*** Opening GIVEN RECORDS ***

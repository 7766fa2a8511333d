//! Idle/demo mode - the computer takes the shot
//!
//! Aims straight at the target center with just enough speed to coast a
//! little past it. Obstacles on the line are not avoided.

use glam::Vec2;

use super::physics::travel_distance;
use super::state::{GamePhase, GameState};

/// Press and release positions for the next shot, if one can be taken now
pub fn plan_shot(state: &GameState) -> Option<(Vec2, Vec2)> {
    if state.phase != GamePhase::AwaitingInput {
        return None;
    }

    let config = &state.config;
    let radius = config.collision_radius();
    let to_target = state.level.target.center(config.cell_size) - state.projectile.pos;
    let dir = to_target.normalize_or_zero();
    if dir == Vec2::ZERO {
        return None;
    }

    // Aim half a radius past the center; cap the per-tick step so the
    // projectile cannot skip over the hit circle.
    let wanted = to_target.length() + radius * 0.5;
    let speed = (wanted / travel_distance(1.0, config.damping)).min(radius);
    let drag = -dir * speed / config.launch_scale;

    let press = state.projectile.pos;
    Some((press, press + drag))
}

*** Closing GIVEN RECORDS ***

HOW TO COMPLETE THIS TASK:
Wherever "state" turns up in the records, copy the whole line.

WRITTEN REPLY:
use super::state::{GamePhase, GameState};
pub fn plan_shot(state: &GameState) -> Option<(Vec2, Vec2)> {
    if state.phase != GamePhase::AwaitingInput {
    let config = &state.config;
    let to_target = state.level.target.center(config.cell_size) - state.projectile.pos;
    let press = state.projectile.pos;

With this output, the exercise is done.